La ville d’Amet, où se trouve la maison familiale, est située sur la rive ouest de la rivière Chandrabhaga[1]. La ferme se trouve sur l’autre rive, à environ 2 km à l’est de la ville. L’arrière-grand-père de Naveen possédait plus de 200 hectares sur ce côté de la rivière. En 1973, une loi du gouvernement du Rajasthan a interdit à une personne physique de posséder plus de 50 acres (20 hectares) de terres pluviales, moins pour les terres irriguées ou irrigables, et plus pour les zones arides ou désertiques[2]. Il a donc revendu toutes ses terres pour ne conserver que les 20 hectares de la ferme actuelle.
La ferme est divisée en trois zones : une terre en friche d’environ 8 hectares, un espace de maraîchage d’un hectare et le reste, où l’on cultive du blé et du maïs.
En quittant la route, on traverse la zone en friche, arborée mais dominée par des épineux, pour arriver à une petite butte où se trouvent deux petites maisons d’une pièce.
Dans la première réside habituellement un couple d’employés de la ferme. Ils sont retournés dans leur village pour Holi[3], la fête des couleurs, leur seul congé annuel, qui dure un mois bien que la date officielle soit le 8 mars. Les religieux prolongent souvent les célébrations jusqu’à un mois.
La seconde maison fait office de bergerie pour Dashrath[4], qui élève une vingtaine de chèvres et un peu de volaille. Pour des raisons religieuses, tout ce qui touche à la viande relève des seuls musulmans, car une grande majorité des hindous sont végétariens, consommant des laitages mais parfois sans œufs, considérés comme des « poussins non nés » par certains anti-avortements. Dashrath, qui revendique manger de la viande, est même chasseur — le premier que je rencontre ici.

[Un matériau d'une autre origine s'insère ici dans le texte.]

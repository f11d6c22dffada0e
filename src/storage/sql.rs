//! SQL generation for the Postgres source
//!
//! Pure: turns a `QueryPlan` into parameterized statements without touching
//! a database. Every user-supplied value is bound; only catalog column names
//! and the configured table name are spliced into the text.

use sqlx::{Postgres, QueryBuilder};

use crate::executor::PageInfo;
use crate::model::{FieldKind, SalesField};
use crate::planner::{SalesFilter, SortDirection, SortSpec};

/// Table used when none is configured
pub const DEFAULT_TABLE: &str = "sales_transactions";

/// Builds statements against one table
#[derive(Debug, Clone)]
pub struct SalesSqlBuilder {
    table: String,
}

impl SalesSqlBuilder {
    pub fn new(table: impl Into<String>) -> Self {
        Self {
            table: table.into(),
        }
    }

    /// `name` or `schema.name`, each part `[A-Za-z_][A-Za-z0-9_]*`
    pub fn is_valid_table_name(name: &str) -> bool {
        let parts: Vec<&str> = name.split('.').collect();
        parts.len() <= 2
            && parts.iter().all(|part| {
                let mut chars = part.chars();
                matches!(chars.next(), Some(c) if c.is_ascii_alphabetic() || c == '_')
                    && chars.all(|c| c.is_ascii_alphanumeric() || c == '_')
            })
    }

    /// Row count and stats over the filtered set, in one statement
    pub fn stats_query(&self, filter: &SalesFilter) -> QueryBuilder<'static, Postgres> {
        let mut qb = QueryBuilder::new(
            "SELECT COUNT(*)::BIGINT AS total, \
             COALESCE(SUM(quantity), 0)::BIGINT AS total_units, \
             COALESCE(SUM(final_amount), 0)::NUMERIC AS total_amount, \
             COALESCE(SUM(COALESCE(total_amount, 0) - COALESCE(final_amount, 0)), 0)::NUMERIC \
             AS total_discount FROM ",
        );
        qb.push(&self.table);
        push_where(&mut qb, filter);
        qb
    }

    /// One sorted page of the filtered set
    pub fn page_query(
        &self,
        filter: &SalesFilter,
        sort: &SortSpec,
        page: &PageInfo,
    ) -> QueryBuilder<'static, Postgres> {
        let mut qb = QueryBuilder::new("SELECT ");
        for (i, field) in SalesField::ALL.iter().enumerate() {
            if i > 0 {
                qb.push(", ");
            }
            qb.push(select_expr(*field));
        }
        qb.push(" FROM ");
        qb.push(&self.table);
        push_where(&mut qb, filter);

        qb.push(" ORDER BY ");
        qb.push(sort_expr(sort.field));
        qb.push(match sort.direction {
            SortDirection::Asc => " ASC NULLS LAST",
            SortDirection::Desc => " DESC NULLS LAST",
        });
        if sort.field != SalesField::TransactionId {
            qb.push(", transaction_id ASC");
        }

        qb.push(" LIMIT ");
        qb.push_bind(page.limit as i64);
        qb.push(" OFFSET ");
        qb.push_bind(page.offset as i64);
        qb
    }

    /// Distinct trimmed tags across the whole table
    pub fn tags_query(&self) -> QueryBuilder<'static, Postgres> {
        let mut qb = QueryBuilder::new("SELECT DISTINCT TRIM(t.tag) AS tag FROM ");
        qb.push(&self.table);
        qb.push(
            " CROSS JOIN LATERAL unnest(string_to_array(tags, ',')) AS t(tag) \
             WHERE TRIM(t.tag) <> ''",
        );
        qb
    }

    /// Unfiltered row count
    pub fn count_query(&self) -> QueryBuilder<'static, Postgres> {
        let mut qb = QueryBuilder::new("SELECT COUNT(*)::BIGINT AS total FROM ");
        qb.push(&self.table);
        qb
    }
}

fn push_where(qb: &mut QueryBuilder<'static, Postgres>, filter: &SalesFilter) {
    let mut first = true;
    let mut clause = |qb: &mut QueryBuilder<'static, Postgres>| {
        qb.push(if first { " WHERE " } else { " AND " });
        first = false;
    };

    for term in &filter.search_terms {
        clause(qb);
        let pattern = format!("%{}%", escape_like(term));
        qb.push("(");
        for (i, field) in SalesFilter::SEARCH_FIELDS.iter().enumerate() {
            if i > 0 {
                qb.push(" OR ");
            }
            qb.push(format!("LOWER({}) LIKE ", field.column()));
            qb.push_bind(pattern.clone());
        }
        qb.push(")");
    }

    for set in &filter.sets {
        clause(qb);
        qb.push(format!("{} = ANY(", set.field.column()));
        qb.push_bind(set.values.clone());
        qb.push(")");
    }

    if !filter.tags.is_empty() {
        clause(qb);
        qb.push(
            "EXISTS (SELECT 1 FROM unnest(string_to_array(tags, ',')) AS t(tag) \
             WHERE LOWER(TRIM(t.tag)) = ANY(",
        );
        qb.push_bind(filter.tags.clone());
        qb.push("))");
    }

    if let Some(min) = filter.min_age {
        clause(qb);
        qb.push("age >= ");
        qb.push_bind(min);
    }
    if let Some(max) = filter.max_age {
        clause(qb);
        qb.push("age <= ");
        qb.push_bind(max);
    }
    if let Some(start) = filter.start_date {
        clause(qb);
        qb.push("date >= ");
        qb.push_bind(start);
    }
    if let Some(end) = filter.end_date {
        clause(qb);
        qb.push("date <= ");
        qb.push_bind(end);
    }
}

/// Column projection with the types the row decoder expects
fn select_expr(field: SalesField) -> String {
    let column = field.column();
    match field.kind() {
        FieldKind::Text => format!("COALESCE({c}::TEXT, '') AS {c}", c = column),
        FieldKind::Integer => format!("COALESCE({c}, 0)::INTEGER AS {c}", c = column),
        FieldKind::Decimal => format!("COALESCE({c}, 0)::NUMERIC AS {c}", c = column),
        FieldKind::Date => format!("{c}::DATE AS {c}", c = column),
    }
}

fn sort_expr(field: SalesField) -> String {
    let column = field.column();
    match field.kind() {
        FieldKind::Text => format!("LOWER({})", column),
        FieldKind::Integer | FieldKind::Decimal => format!("COALESCE({}, 0)", column),
        FieldKind::Date => column.to_string(),
    }
}

/// Escapes LIKE metacharacters; backslash is Postgres' default escape
fn escape_like(term: &str) -> String {
    let mut escaped = String::with_capacity(term.len());
    for c in term.chars() {
        if matches!(c, '%' | '_' | '\\') {
            escaped.push('\\');
        }
        escaped.push(c);
    }
    escaped
}
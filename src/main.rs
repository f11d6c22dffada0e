//! salesdash CLI entry point
//!
//! Parses arguments and dispatches through `cli::run`. Errors go to stderr
//! and the process exits non-zero.

use salesdash::cli;

fn main() {
    if let Err(e) = cli::run() {
        eprintln!("{}", e);
        std::process::exit(1);
    }
}
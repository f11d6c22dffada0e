//! Query executor subsystem
//!
//! Consumes validated plans and produces the listing response.
//!
//! # Execution Flow (strict order)
//!
//! 1. Filter records by every active predicate
//! 2. Summarize the full filtered set (stats)
//! 3. Sort (stable)
//! 4. Clamp the page and slice
//! 5. Attach the unfiltered tag vocabulary
//!
//! The building blocks are shared: the in-memory source runs all five
//! in-process, the Postgres source pushes 1-4 down and reuses the page
//! arithmetic, stats rounding and tag normalization.

mod aggregator;
mod errors;
mod executor;
mod filters;
mod paginator;
mod result;
mod sorter;
mod tags;

pub use aggregator::{round_cents, Aggregator, SalesStats};
pub use errors::{EngineError, EngineResult};
pub use executor::SalesQueryEngine;
pub use filters::PredicateFilter;
pub use paginator::{PageInfo, Paginator};
pub use result::{FilterOptions, QueryResult};
pub use sorter::ResultSorter;
pub use tags::TagVocabulary;
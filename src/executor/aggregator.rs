//! Summary statistics over the filtered set
//!
//! Computed before pagination, so the numbers describe every matching
//! record regardless of which page is served.

use rust_decimal::{Decimal, RoundingStrategy};
use serde::Serialize;

use crate::model::SalesRecord;

/// The `stats` block of the response
#[derive(Debug, Clone, Copy, Default, PartialEq, Eq, Serialize)]
#[serde(rename_all = "camelCase")]
pub struct SalesStats {
    /// Sum of quantities
    pub total_units: i64,
    /// Sum of final (post-discount) amounts, rounded to the cent
    #[serde(with = "rust_decimal::serde::float")]
    pub total_amount: Decimal,
    /// Sum of (total - final) amounts, rounded to the cent
    #[serde(with = "rust_decimal::serde::float")]
    pub total_discount: Decimal,
}

impl SalesStats {
    /// Builds stats from raw sums, applying cent rounding
    pub fn from_sums(total_units: i64, total_amount: Decimal, total_discount: Decimal) -> Self {
        Self {
            total_units,
            total_amount: round_cents(total_amount),
            total_discount: round_cents(total_discount),
        }
    }
}

/// Half-up rounding at the cent: 20.005 → 20.01
pub fn round_cents(value: Decimal) -> Decimal {
    value.round_dp_with_strategy(2, RoundingStrategy::MidpointAwayFromZero)
}

/// Computes stats in-process
pub struct Aggregator;

impl Aggregator {
    /// Sums over `records`; an empty set yields all-zero stats
    pub fn summarize(records: &[&SalesRecord]) -> SalesStats {
        let (units, amount, discount) = records.iter().fold(
            (0i64, Decimal::ZERO, Decimal::ZERO),
            |(units, amount, discount), record| {
                (
                    units + i64::from(record.quantity),
                    amount + record.final_amount,
                    discount + record.discount_amount(),
                )
            },
        );
        SalesStats::from_sums(units, amount, discount)
    }
}
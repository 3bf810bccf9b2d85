//! Rule index allocation

/// Hands out rule-list slots in strictly increasing order.
///
/// Slots are never returned or reused, so the order in which entries
/// are first seen is the order of their rules in the managed sheet.
#[derive(Debug, Default)]
pub struct RuleIndexAllocator {
    next: usize,
}

impl RuleIndexAllocator {
    pub fn new() -> Self {
        Self::default()
    }

    /// Take the next free index
    pub fn next_index(&mut self) -> usize {
        let index = self.next;
        self.next += 1;
        tracing::debug!("Allocated rule index {}", index);
        index
    }

    /// How many indices have been handed out
    pub fn allocated(&self) -> usize {
        self.next
    }
}
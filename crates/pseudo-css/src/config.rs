//! Registry Configuration

/// Registry configuration options
#[derive(Debug, Clone, PartialEq, Eq)]
pub struct RegistryConfig {
    /// Prefix for generated element ids
    pub id_prefix: String,

    /// Inert rule used to fill unwritten slots. The default `#null {}`
    /// still matches an element whose id is `null`; its empty body leaves
    /// such an element unstyled.
    pub placeholder_rule: String,

    /// `!important` setting for newly created rule entries
    pub default_use_important: bool,
}

impl RegistryConfig {
    pub fn with_id_prefix(mut self, prefix: impl Into<String>) -> Self {
        self.id_prefix = prefix.into();
        self
    }

    pub fn with_placeholder_rule(mut self, rule: impl Into<String>) -> Self {
        self.placeholder_rule = rule.into();
        self
    }

    pub fn with_default_use_important(mut self, use_important: bool) -> Self {
        self.default_use_important = use_important;
        self
    }
}

impl Default for RegistryConfig {
    fn default() -> Self {
        Self {
            id_prefix: "pseudoCssId".to_string(),
            placeholder_rule: "#null {}".to_string(),
            default_use_important: true,
        }
    }
}
//! Rule parser using lightningcss
//!
//! Validates rule text handed to `insertRule` and extracts its
//! declarations. Invalid declarations are dropped the way a browser drops
//! them; only a rule whose selector cannot be parsed is rejected.

use crate::{CssRule, CssomError, Declaration};
use lightningcss::properties::Property;
use lightningcss::rules::CssRule as ParsedRule;
use lightningcss::stylesheet::{ParserOptions, PrinterOptions, StyleSheet};

/// Single-rule parser
#[derive(Debug, Default, Clone, Copy)]
pub struct RuleParser;

impl RuleParser {
    pub fn new() -> Self {
        Self
    }

    /// Parse exactly one style rule
    pub fn parse(&self, css: &str) -> Result<CssRule, CssomError> {
        let text = css.trim();
        let syntax = |message: String| CssomError::Syntax {
            rule: text.to_string(),
            message,
        };

        let options = ParserOptions {
            error_recovery: true,
            ..ParserOptions::default()
        };
        let stylesheet =
            StyleSheet::parse(text, options).map_err(|e| syntax(e.to_string()))?;

        // Recovery skips a rule with a bad selector, leaving nothing behind
        let style = match stylesheet.rules.0.as_slice() {
            [ParsedRule::Style(style)] => style,
            [] => return Err(syntax("no valid style rule found".to_string())),
            [_] => return Err(syntax("only style rules are supported".to_string())),
            _ => return Err(syntax("expected a single rule".to_string())),
        };

        let mut declarations = Vec::new();
        for property in style.declarations.declarations.iter() {
            declarations.push(self.convert_declaration(property, false));
        }
        for property in style.declarations.important_declarations.iter() {
            declarations.push(self.convert_declaration(property, true));
        }

        // Keep the selector as written rather than the printer's normalized form
        let selector_text = text
            .split_once('{')
            .map(|(selector, _)| selector.trim().to_string())
            .unwrap_or_default();

        Ok(CssRule {
            selector_text,
            css_text: text.to_string(),
            declarations,
        })
    }

    fn convert_declaration(&self, property: &Property, important: bool) -> Declaration {
        let value = property
            .value_to_css_string(PrinterOptions::default())
            .unwrap_or_default();
        Declaration {
            property: property.property_id().name().to_string(),
            value,
            important,
        }
    }
}
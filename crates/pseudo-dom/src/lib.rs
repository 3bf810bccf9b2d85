//! pseudo-dom - Document Object Model
//!
//! Arena-backed DOM used as the host for pseudo-element styling.
//! Elements carry an attribute map with a cached `id`.

mod attributes;
mod document;
mod interner;
mod node;
mod tree;

pub use attributes::{Attr, NamedNodeMap};
pub use document::Document;
pub use interner::{InternedString, StringInterner};
pub use node::{ElementData, Node, NodeData};
pub use tree::{Children, DomTree, ElementRef};

/// Node identifier (index into arena)
#[derive(Debug, Clone, Copy, PartialEq, Eq, Hash, PartialOrd, Ord)]
pub struct NodeId(pub(crate) u32);

impl NodeId {
    /// Root (document) node ID
    pub const ROOT: NodeId = NodeId(0);
    /// Sentinel for "no node"
    pub const NONE: NodeId = NodeId(u32::MAX);

    /// Check that this ID points at something
    #[inline]
    pub fn is_valid(self) -> bool {
        self != Self::NONE
    }

    /// Raw arena index
    #[inline]
    pub fn index(self) -> usize {
        self.0 as usize
    }
}

/// DOM errors
#[derive(Debug, Clone, PartialEq, Eq, thiserror::Error)]
pub enum DomError {
    #[error("Node {0:?} does not exist")]
    InvalidNode(NodeId),

    #[error("Node {0:?} is not an element")]
    NotAnElement(NodeId),
}
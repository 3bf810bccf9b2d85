//! Element Attributes
//!
//! Attribute storage with insertion order preserved and O(1) name lookup.

use std::collections::HashMap;

/// Named node map (attribute collection)
#[derive(Debug, Clone, Default)]
pub struct NamedNodeMap {
    attributes: Vec<Attr>,
    by_name: HashMap<String, usize>,
}

/// Single attribute
#[derive(Debug, Clone, PartialEq, Eq)]
pub struct Attr {
    pub name: String,
    pub value: String,
}

impl Attr {
    pub fn new(name: impl Into<String>, value: impl Into<String>) -> Self {
        Self {
            name: name.into(),
            value: value.into(),
        }
    }

    pub fn is_id(&self) -> bool {
        self.name == "id"
    }
}

impl NamedNodeMap {
    pub fn new() -> Self {
        Self::default()
    }

    /// Number of attributes
    pub fn len(&self) -> usize {
        self.attributes.len()
    }

    pub fn is_empty(&self) -> bool {
        self.attributes.is_empty()
    }

    /// Get attribute value
    pub fn get(&self, name: &str) -> Option<&str> {
        self.by_name
            .get(name)
            .and_then(|&i| self.attributes.get(i))
            .map(|a| a.value.as_str())
    }

    /// Set attribute, returning the previous value
    pub fn set(&mut self, name: &str, value: &str) -> Option<String> {
        if let Some(&index) = self.by_name.get(name) {
            Some(std::mem::replace(&mut self.attributes[index].value, value.to_string()))
        } else {
            self.by_name.insert(name.to_string(), self.attributes.len());
            self.attributes.push(Attr::new(name, value));
            None
        }
    }

    /// Remove attribute by name
    pub fn remove(&mut self, name: &str) -> Option<Attr> {
        let index = self.by_name.remove(name)?;
        for idx in self.by_name.values_mut() {
            if *idx > index {
                *idx -= 1;
            }
        }
        Some(self.attributes.remove(index))
    }

    /// Check if attribute exists
    pub fn contains(&self, name: &str) -> bool {
        self.by_name.contains_key(name)
    }

    /// Iterate over attributes in insertion order
    pub fn iter(&self) -> impl Iterator<Item = &Attr> {
        self.attributes.iter()
    }
}
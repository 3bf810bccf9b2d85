//! Indexed stylesheet
//!
//! `insert_rule` shifts every later rule one slot up, `delete_rule`
//! shifts them back. Inserting past the end is an index error, so callers
//! that want an arbitrary slot must fill the list first.

use crate::{CssRule, CssomError, RuleParser};
use pseudo_dom::NodeId;

/// Which index-based mutations the stylesheet exposes
#[derive(Debug, Clone, Copy, PartialEq, Eq)]
pub struct SheetCapabilities {
    pub insert_rule: bool,
    pub delete_rule: bool,
}

impl SheetCapabilities {
    /// Both insert and delete available
    pub const FULL: Self = Self {
        insert_rule: true,
        delete_rule: true,
    };

    /// Read-only rule list
    pub const NONE: Self = Self {
        insert_rule: false,
        delete_rule: false,
    };
}

impl Default for SheetCapabilities {
    fn default() -> Self {
        Self::FULL
    }
}

/// A stylesheet owned by a `<style>` node
#[derive(Debug, Clone)]
pub struct CssStyleSheet {
    owner_node: NodeId,
    rules: Vec<CssRule>,
    capabilities: SheetCapabilities,
    parser: RuleParser,
}

impl CssStyleSheet {
    /// Create an empty sheet owned by `owner_node`
    pub fn new(owner_node: NodeId) -> Self {
        Self::with_capabilities(owner_node, SheetCapabilities::FULL)
    }

    pub fn with_capabilities(owner_node: NodeId, capabilities: SheetCapabilities) -> Self {
        Self {
            owner_node,
            rules: Vec::new(),
            capabilities,
            parser: RuleParser::new(),
        }
    }

    /// The `<style>` element this sheet belongs to
    pub fn owner_node(&self) -> NodeId {
        self.owner_node
    }

    pub fn capabilities(&self) -> SheetCapabilities {
        self.capabilities
    }

    /// Change capabilities, e.g. once an environment gains support
    pub fn set_capabilities(&mut self, capabilities: SheetCapabilities) {
        self.capabilities = capabilities;
    }

    /// Number of rules
    pub fn len(&self) -> usize {
        self.rules.len()
    }

    pub fn is_empty(&self) -> bool {
        self.rules.is_empty()
    }

    /// The rule list
    pub fn css_rules(&self) -> &[CssRule] {
        &self.rules
    }

    pub fn rule(&self, index: usize) -> Option<&CssRule> {
        self.rules.get(index)
    }

    /// Insert `rule` at `index`, returning the index
    pub fn insert_rule(&mut self, rule: &str, index: usize) -> Result<usize, CssomError> {
        if !self.capabilities.insert_rule {
            return Err(CssomError::NotSupported("insertRule"));
        }
        if index > self.rules.len() {
            return Err(CssomError::IndexSize {
                index,
                len: self.rules.len(),
            });
        }

        let parsed = self.parser.parse(rule)?;
        tracing::trace!("insertRule({}) at {}", parsed.css_text, index);
        self.rules.insert(index, parsed);
        Ok(index)
    }

    /// Remove the rule at `index`
    pub fn delete_rule(&mut self, index: usize) -> Result<CssRule, CssomError> {
        if !self.capabilities.delete_rule {
            return Err(CssomError::NotSupported("deleteRule"));
        }
        if index >= self.rules.len() {
            return Err(CssomError::IndexSize {
                index,
                len: self.rules.len(),
            });
        }

        tracing::trace!("deleteRule({})", index);
        Ok(self.rules.remove(index))
    }

    /// Serialize all rules, one per line
    pub fn to_css(&self) -> String {
        self.rules
            .iter()
            .map(|r| r.css_text.as_str())
            .collect::<Vec<_>>()
            .join("\n")
    }
}

#[cfg(test)]
mod tests {
    use super::*;

    fn sheet() -> CssStyleSheet {
        CssStyleSheet::new(NodeId::ROOT)
    }

    #[test]
    fn test_insert_shifts_later_rules() {
        let mut sheet = sheet();
        sheet.insert_rule("a{color:red}", 0).unwrap();
        sheet.insert_rule("b{color:blue}", 0).unwrap();

        assert_eq!(sheet.len(), 2);
        assert_eq!(sheet.rule(0).unwrap().selector_text, "b");
        assert_eq!(sheet.rule(1).unwrap().selector_text, "a");
    }

    #[test]
    fn test_insert_past_end_fails() {
        let mut sheet = sheet();
        let err = sheet.insert_rule("a{color:red}", 1).unwrap_err();
        assert_eq!(err, CssomError::IndexSize { index: 1, len: 0 });
        assert!(sheet.is_empty());
    }

    #[test]
    fn test_insert_at_end_appends() {
        let mut sheet = sheet();
        sheet.insert_rule("a{}", 0).unwrap();
        assert_eq!(sheet.insert_rule("b{}", 1), Ok(1));
        assert_eq!(sheet.to_css(), "a{}\nb{}");
    }

    #[test]
    fn test_delete_rule() {
        let mut sheet = sheet();
        sheet.insert_rule("a{}", 0).unwrap();
        sheet.insert_rule("b{}", 1).unwrap();

        let removed = sheet.delete_rule(0).unwrap();
        assert_eq!(removed.selector_text, "a");
        assert_eq!(sheet.len(), 1);
        assert!(sheet.delete_rule(1).is_err());
    }

    #[test]
    fn test_invalid_rule_leaves_list_untouched() {
        let mut sheet = sheet();
        sheet.insert_rule("a{}", 0).unwrap();
        assert!(sheet.insert_rule("!!! {color:red}", 0).is_err());
        assert_eq!(sheet.len(), 1);
    }

    #[test]
    fn test_capabilities_gate_mutation() {
        let mut sheet = CssStyleSheet::with_capabilities(NodeId::ROOT, SheetCapabilities::NONE);
        assert_eq!(
            sheet.insert_rule("a{}", 0),
            Err(CssomError::NotSupported("insertRule"))
        );

        sheet.set_capabilities(SheetCapabilities {
            insert_rule: true,
            delete_rule: false,
        });
        sheet.insert_rule("a{}", 0).unwrap();
        assert!(matches!(sheet.delete_rule(0), Err(CssomError::NotSupported(_))));
    }
}
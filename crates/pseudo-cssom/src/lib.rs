//! pseudo-cssom - CSS Object Model rule lists
//!
//! A stylesheet whose rules are addressed by index, with the
//! `insertRule` / `deleteRule` semantics scripts expect. Rule text is
//! validated with lightningcss before it enters the list.

mod parser;
mod stylesheet;

pub use parser::RuleParser;
pub use stylesheet::{CssStyleSheet, SheetCapabilities};

/// Parse a single style rule such as `#a::before{color:red}`
pub fn parse_rule(css: &str) -> Result<CssRule, CssomError> {
    RuleParser::new().parse(css)
}

/// A style rule held by a [`CssStyleSheet`]
#[derive(Debug, Clone, PartialEq)]
pub struct CssRule {
    /// Selector text as written
    pub selector_text: String,
    /// Full rule text as inserted (trimmed)
    pub css_text: String,
    /// Declarations in source order, normal before important
    pub declarations: Vec<Declaration>,
}

impl CssRule {
    /// Find a declaration by dash-case property name
    pub fn declaration(&self, property: &str) -> Option<&Declaration> {
        self.declarations.iter().find(|d| d.property == property)
    }

    pub fn is_empty(&self) -> bool {
        self.declarations.is_empty()
    }
}

/// CSS declaration (property: value)
#[derive(Debug, Clone, PartialEq, Eq)]
pub struct Declaration {
    pub property: String,
    pub value: String,
    pub important: bool,
}

/// CSSOM errors, mirroring the DOMExceptions browsers raise
#[derive(Debug, Clone, PartialEq, Eq, thiserror::Error)]
pub enum CssomError {
    #[error("Index {index} is out of bounds for a rule list of length {len}")]
    IndexSize { index: usize, len: usize },

    #[error("Failed to parse rule '{rule}': {message}")]
    Syntax { rule: String, message: String },

    #[error("{0} is not supported by this stylesheet")]
    NotSupported(&'static str),
}
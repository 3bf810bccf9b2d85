//! Property name case conversion
//!
//! Entries store camelCase keys (`fontSize`); rules are written in
//! dash-case (`font-size`).

/// `font-size` -> `fontSize`, `-webkit-transform` -> `WebkitTransform`.
///
/// A dash not followed by a lowercase letter is dropped.
pub fn camel_case(name: &str) -> String {
    let mut out = String::with_capacity(name.len());
    let mut chars = name.chars().peekable();
    while let Some(c) = chars.next() {
        if c != '-' {
            out.push(c);
            continue;
        }
        if let Some(&next) = chars.peek() {
            if next.is_ascii_lowercase() {
                out.push(next.to_ascii_uppercase());
                chars.next();
            }
        }
    }
    out
}

/// `fontSize` -> `font-size`, `WebkitTransform` -> `-webkit-transform`
pub fn dash_case(name: &str) -> String {
    let mut out = String::with_capacity(name.len() + 4);
    for c in name.chars() {
        if c.is_ascii_uppercase() {
            out.push('-');
            out.push(c.to_ascii_lowercase());
        } else {
            out.push(c);
        }
    }
    out
}
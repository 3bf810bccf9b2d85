//! Stylesheet synchronization
//!
//! Renders a [`RuleEntry`] and stores it at the entry's slot. The rule
//! list has no "replace at index", so a write inserts the new rule at the
//! slot and then deletes the stale copy that the insert pushed to
//! `index + 1`. Slots below the target that were never written are
//! filled with an inert placeholder first, since inserting past the end
//! of the list is an index error.

use pseudo_cssom::{CssStyleSheet, RuleParser};
use pseudo_dom::ElementRef;

use crate::case::dash_case;
use crate::{Result, RuleEntry};

/// What a write did to the managed sheet
#[derive(Debug, Clone, Copy, PartialEq, Eq)]
pub enum WriteOutcome {
    /// Rule stored at `index` after appending `placeholders` filler rules
    Written { index: usize, placeholders: usize },
    /// The sheet cannot insert rules; nothing changed
    Unsupported,
}

/// Full selector: resolved fragment followed by the pseudo-element name
pub fn render_selector(element: ElementRef<'_>, pseudo_element: &str, entry: &RuleEntry) -> String {
    let mut selector = entry.selector.resolve(element);
    selector.push_str(pseudo_element);
    selector
}

/// Declaration block contents, truthy properties only
pub fn render_body(entry: &RuleEntry) -> String {
    let mut body = String::new();
    for (property, value) in entry.properties.iter() {
        if !value.is_truthy() {
            continue;
        }
        body.push_str(&dash_case(property));
        body.push(':');
        body.push_str(&value.to_string());
        if entry.use_important {
            body.push_str("!important");
        }
        body.push(';');
    }
    body
}

pub fn render_rule(element: ElementRef<'_>, pseudo_element: &str, entry: &RuleEntry) -> String {
    format!(
        "{}{{{}}}",
        render_selector(element, pseudo_element, entry),
        render_body(entry)
    )
}

/// Write the entry's current rule into `sheet` at the entry's index
pub fn write(
    sheet: &mut CssStyleSheet,
    placeholder: &str,
    element: ElementRef<'_>,
    pseudo_element: &str,
    entry: &RuleEntry,
) -> Result<WriteOutcome> {
    let capabilities = sheet.capabilities();
    if !capabilities.insert_rule {
        tracing::debug!("Stylesheet cannot insert rules, skipping write of {}", pseudo_element);
        return Ok(WriteOutcome::Unsupported);
    }

    let rule = render_rule(element, pseudo_element, entry);
    if let Err(err) = RuleParser::new().parse(&rule) {
        tracing::warn!("Not writing invalid rule {}: {}", rule, err);
        return Err(err.into());
    }

    let index = entry.index();
    let mut placeholders = 0;
    while sheet.len() <= index {
        let end = sheet.len();
        sheet.insert_rule(placeholder, end)?;
        placeholders += 1;
    }
    if placeholders > 0 {
        tracing::debug!("Padded stylesheet with {} placeholder rules", placeholders);
    }

    sheet.insert_rule(&rule, index)?;
    if capabilities.delete_rule && index + 1 < sheet.len() {
        sheet.delete_rule(index + 1)?;
    }

    tracing::debug!("Wrote rule {} at {}", rule, index);
    Ok(WriteOutcome::Written { index, placeholders })
}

Les chèvreaux sont toutes vendues pour la fête de l’Aïd, qui a lieu cette année en juin, au prix de 700 roupies le kilo, soit 8,4 €. En Occitanie le prix au kilo d'un chevreau à l'éleveur se situe entre 8 à 14€.
Les chèvres sont libérées le matin pour pâturer dans le terrain en friche, parfois en compagnie de vaches appartenant à des paysans sans terre que Naveen encourage à utiliser ses terrains afin de récupérer la bouse comme engrais. Elles sont rentrées le soir et le chien est mis en cage, car une panthère rôde dans les environs. Apparemment, les nilgaïs ne la craignent pas, car ils occupent les lieux dès qu’ils sont libres.
De l’autre côté de la butte, en contrebas, s’étend la zone de maraîchage, le domaine de Naveen, qu’il a commencé à exploiter cet automne. On y retrouve les mêmes techniques que chez nous : cultures sur planches de 80 cm de large avec une, deux ou trois rangées de goutte-à-goutte selon les plantations, couverture en plastique noir pour le moment, mais Naveen souhaite passer le plus rapidement possible à un paillis végétal. L’irrigation se fait à partir d’un puits, d’où part un tuyau qui traverse le terrain au centre. Un système de vannes permet d’arroser par tiers. Il a installé un injecteur Venturi[5] au départ du système pour pouvoir ajouter des solutions nutritives ou de traitement à l’eau d’arrosage. Demain, il utilisera une solution à base d’eau et de cendres de bois, qui apporte du potassium.
Sur ces planches, Naveen a planté 2 000 papayers cet automne, mais seulement 1 500 ont survécu. Ils peuvent produire jusqu’à 100 kilos de papayes par an au bout de 10 mois, mais ils s’épuisent vite, ce qui explique que Naveen prévoit de les remplacer tous les trois ans. En alternance, il a planté autant de pieds de soucis. Les plus grosses fleurs sont récoltées quotidiennement de novembre à mars pour la confection de guirlandes destinées aux dieux, aux dignitaires ou aux mariés. Naveen les vendait initialement au prix du marché, soit 20 roupies le kilo, mais son client s’est rendu compte que le bio assurait une meilleure conservation des fleurs et les lui achète aujourd’hui à 50 roupies le kilo — le seul exemple depuis mon arrivée où le bio permet d’obtenir un meilleur prix.
Il cultive également des carottes, des oignons, de l’ail, des choux de Milan, des choux-fleurs, du brocoli et de la laitue. Ces produits sont achetés par un revendeur pour les marchés. Il ne rencontre pas de problème de commercialisation, mais, à l’exception des soucis, ces légumes ne sont pas valorisés en tant que produits bio.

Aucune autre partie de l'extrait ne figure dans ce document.